Ela riu, enquanto traçava um rosto no papel. Não eram traços precisos no inicio, mas eles chamaram a atenção de John. À medida que a loira ia desenhando, ele franzia o cenho. Odiava esperar, e parecia que aquele segundo não passaria nunca.


- Pois bem, fique sabendo que eu posso ler os pensamentos dos outros se quiser, e eu sei sobre a Melany... - disse já com o rosto desenhado bem mais definido no papel. - E você nem imagina os pensamentos cabulosos e sujos do seu irmão...
- Não precisa ser vidente para saber disso. – falou se referindo a Harry, ignorando o que ela disse sobre Melany. Aquilo era um assunto que somente dizia respeito a ele. – Então, é esse o cara? – estudou o desenho. – Ele não me é estranho...
- Ele tem olhos azuis... - disse concluindo - Aprendi a desenhar quando era pequena, ajuda em casos como esse... Então - disse levantando-se enquanto o moreno analisava o desenho. -, é hora de ir pra casa, será que o Harry sobreviveu ao furacão Granger?


...


Abriu o chuveiro entrando na ducha de roupa e tudo, sentindo a água fria a acalmar seus ânimos e outras coisas mais. Respirou encostado na superfície gelada da parede. Em seus planos, teria uma noite daquelas: beberia todas e se deitaria com qualquer mulher, e assim quando tudo terminasse aguentaria ficar perto de Hermione, mas só depois disso tudo...

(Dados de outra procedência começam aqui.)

//! Ground-truth action synthesis from a reference route.
//!
//! Given the current view window and the route the episode is supposed
//! to follow, produces the supervised next action (a displacement ratio
//! in the window's own oblique basis), the altitude target, and the
//! progress toward the goal.

use na::Vector2;
use navtypes::prelude::*;
use ordered_float::OrderedFloat;
use serde::Serialize;
use thiserror::Error;
use tracing::debug;

use crate::{polygon, FeedbackRegime};

/// Smallest and largest view-edge ground lengths the agent may fly at.
pub const MIN_VIEW_EDGE_METERS: f64 = 40.0;
pub const MAX_VIEW_EDGE_METERS: f64 = 400.0;

/// An earlier waypoint must be closer than a later one by more than
/// this margin to win the nearest-waypoint scan; ties resolve toward
/// the goal (and coincident waypoints do not flap).
const NEAREST_WAYPOINT_MARGIN: f64 = 1e-5;

#[derive(Debug, Copy, Clone, PartialEq, Eq, Error)]
pub enum OracleError {
    /// The window's edge-midpoint basis is singular; the displacement
    /// ratio is undefined.
    #[error("view window basis is singular")]
    DegenerateBasis,
    /// The target line missed the window polygon even after falling
    /// back to the direct goal segment. Anomalous: the caller logs it
    /// and holds position for the step.
    #[error("target line does not intersect the view window")]
    EmptyIntersection,
}

/// The next action to execute, or the terminal sentinel.
#[derive(Debug, Copy, Clone, PartialEq, Serialize)]
pub enum Action {
    /// No further motion: the window has reached the goal (or the
    /// episode already ended).
    Stop,
    /// Displace toward the target point. `ratio` is expressed in the
    /// window's oblique basis and satisfies max(|rx|, |ry|) <= 1.
    Move { ratio: [f64; 2] },
}

/// One oracle evaluation for one batch sample.
#[derive(Debug, Copy, Clone, PartialEq, Serialize)]
pub struct OracleDecision {
    pub action: Action,
    /// Altitude target of the nearest waypoint, rescaled into [0, 1]
    /// over the [MIN, MAX] view-edge domain.
    pub altitude_ratio: Ratio,
    /// Hull-ratio overlap with the goal window.
    pub progress: Ratio,
}

/// Synthesizes the ground-truth action for one sample.
///
/// Pure function of its inputs; evaluated independently per batch
/// sample, so it is safe to call concurrently across samples.
pub fn synthesize(
    window: &ViewWindow,
    path: &ReferencePath,
    ended: bool,
    regime: FeedbackRegime,
) -> Result<OracleDecision, OracleError> {
    let current_pos = window.centroid().to_vector();
    let goal = path.last();
    let goal_center = goal.centroid().to_vector();

    let progress = Ratio::from_f64(polygon::hull_overlap(
        &window.to_vectors(),
        &goal.to_vectors(),
    ));

    // The nearest waypoint, scanned from the goal backward, supplies
    // the altitude target.
    let mut min_dist = 1000.0;
    let mut nearest = path.len() - 1;
    for j in (0..path.len()).rev() {
        let d = (path.windows()[j].centroid().to_vector() - current_pos).norm();
        if d + NEAREST_WAYPOINT_MARGIN < min_dist {
            min_dist = d;
            nearest = j;
        }
    }
    let altitude_ratio = Ratio::from_f64(
        (path.windows()[nearest].edge_length_meters().as_meters() - MIN_VIEW_EDGE_METERS)
            / (MAX_VIEW_EDGE_METERS - MIN_VIEW_EDGE_METERS),
    );

    if ended || progress.as_f64() > 0.5 {
        return Ok(OracleDecision {
            action: Action::Stop,
            altitude_ratio,
            progress,
        });
    }

    // Target point: where the regime's target line meets the window,
    // picking the meeting point nearest the goal.
    let window_poly = polygon::oriented_ccw(window.to_vectors().to_vec());
    let direct_line = [current_pos, goal_center];
    let candidates = match regime {
        FeedbackRegime::Student => polygon::polyline_intersections(&window_poly, &direct_line),
        FeedbackRegime::Teacher => {
            let route: Vec<Vector2<f64>> = path
                .windows()
                .iter()
                .map(|w| w.centroid().to_vector())
                .collect();
            let pts = polygon::polyline_intersections(&window_poly, &route);
            if pts.is_empty() {
                // The route polyline misses the window entirely; aim
                // straight for the goal instead.
                polygon::polyline_intersections(&window_poly, &direct_line)
            } else {
                pts
            }
        }
    };
    let target = candidates
        .into_iter()
        .min_by_key(|p| OrderedFloat((p - goal_center).norm()))
        .ok_or(OracleError::EmptyIntersection)?;

    // Express (target - centroid) in the window's oblique basis. The
    // basis vectors run from the centroid to the front and right edge
    // midpoints, quantized to 1e-5 degrees, so a ratio of magnitude 1
    // lands on the window edge.
    let net_target = (target - current_pos) * 1e5;
    let basis_y = ((window.front_midpoint().to_vector() - current_pos) * 1e5).map(f64::round);
    let basis_x = ((window.right_midpoint().to_vector() - current_pos) * 1e5).map(f64::round);

    // Closed-form 2x2 solve; the basis vectors are the columns.
    let det = basis_x.x * basis_y.y - basis_y.x * basis_x.y;
    if det == 0.0 {
        return Err(OracleError::DegenerateBasis);
    }
    let rx = (basis_y.y * net_target.x - basis_y.x * net_target.y) / det;
    let ry = (-basis_x.y * net_target.x + basis_x.x * net_target.y) / det;
    if rx.max(ry) > 1.1 {
        debug!(rx, ry, "oracle target fell outside the view basis");
    }

    let magnitude = rx.abs().max(ry.abs()).max(1.0);
    Ok(OracleDecision {
        action: Action::Move {
            ratio: [rx / magnitude, ry / magnitude],
        },
        altitude_ratio,
        progress,
    })
}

Imerso em seus pensamentos “impuros” sobre a morena, pois por mais que tentasse não conseguia tirá-la da cabeça, não notara um ruído se formar dentro do banheiro, muito menos o barulho da maçaneta girando antes disso.


A mulher sorriu ao avistar a figura desfocada de Harry detrás do Box fosco. Admirou-se por ele ainda estar vestido, sendo que ela arrancara o vestido ao entrar no quarto, e trajava apenas a lingerie de renda preta.


Ela entrou na água sorrateiramente, abraçando a cintura do moreno, as mãos entrando em contato com a pele coberta pela blusa fina e branca molhada. Beijou a nuca dele sentindo o homem se arrepiar, entregue a qualquer coisa que quisesse fazer.


Harry não se virou, respirou fundo, sentindo o contraste das mãos quentes de Hermione e da água fria, que judiavam de sua pele. Ela enfiou as mãos por dentro de sua camisa. Acariciando seus músculos rígidos. O homem ouvira a risada rouca dela... Aquilo o estava matando. O estava excitando demasiadamente.


- Você me mandou tomar banho, lembra-se? – sussurrou próximo ao ouvido dele, ficou na ponta dos pés, e beijou ali.
- Quando esse feitiço, essa coisa que te deixou diferente acabar, você vai me odiar. - disse virando-se para olhar a morena, ajudando-a em seguida a tirar sua camisa molhada do corpo.
- Não vou... – murmurou, beijando o peito musculoso, úmido, e maravilhoso. – Vou odiá-lo se me mandar embora... – o fitou dentro dos olhos.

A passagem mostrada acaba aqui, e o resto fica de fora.